- INFORMATION PROVIDED -
=== Section Start ===

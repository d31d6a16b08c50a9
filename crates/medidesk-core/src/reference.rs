//! Reference lists that feed the appointment form's selectors.

use medidesk_contracts::{doctor::DoctorRef, ids::DoctorId};

/// Label recorded when a submitted doctor id is not in the reference list.
pub const UNKNOWN_DOCTOR: &str = "Unknown Doctor";

/// Doctors, services, and time slots offered by the scheduling form.
///
/// Loaded from configuration at startup and never mutated afterwards.
#[derive(Debug, Clone, PartialEq)]
pub struct ReferenceData {
    pub doctors: Vec<DoctorRef>,
    pub services: Vec<String>,
    pub time_slots: Vec<String>,
    /// Recorded as the doctor name when the id is not in `doctors`.
    pub unknown_doctor_label: String,
}

impl ReferenceData {
    pub fn doctor(&self, id: &DoctorId) -> Option<&DoctorRef> {
        self.doctors.iter().find(|d| &d.id == id)
    }

    /// Display name for `id`, or the fallback label.
    pub fn doctor_name(&self, id: &DoctorId) -> String {
        self.doctor(id)
            .map(|d| d.name.clone())
            .unwrap_or_else(|| self.unknown_doctor_label.clone())
    }
}

impl Default for ReferenceData {
    fn default() -> Self {
        Self {
            doctors: Vec::new(),
            services: Vec::new(),
            time_slots: Vec::new(),
            unknown_doctor_label: UNKNOWN_DOCTOR.to_string(),
        }
    }
}
//! # medidesk-core
//!
//! Form validation, list filtering, and the appointment desk for the MediDesk
//! hospital console.
//!
//! This crate provides:
//! - The `Repository` trait every storage backend implements
//! - Appointment form validation (`validate`)
//! - The search-and-filter predicate shared by all list views (`filter`)
//! - The scheduling calendar's date rule (`schedule`)
//! - `AppointmentDesk`, which turns a valid form into a stored record
//!
//! ## Usage
//!
//! ```rust,ignore
//! use medidesk_core::{AppointmentDesk, reference::ReferenceData};
//!
//! let desk = AppointmentDesk::new(Box::new(repo), reference);
//! let appointment = desk.schedule(&form)?;
//! ```

pub mod desk;
pub mod filter;
pub mod hospital;
pub mod reference;
pub mod schedule;
pub mod stats;
pub mod traits;
pub mod validate;

pub use desk::AppointmentDesk;
pub use hospital::Hospital;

=== Section End ===

- EXERCISE GOAL -
Search the records above for the string "schedule". Copy every line that contains it.

- EXERCISE SOLUTION -
//! - The scheduling calendar's date rule (`schedule`)
//! let appointment = desk.schedule(&form)?;
pub mod schedule;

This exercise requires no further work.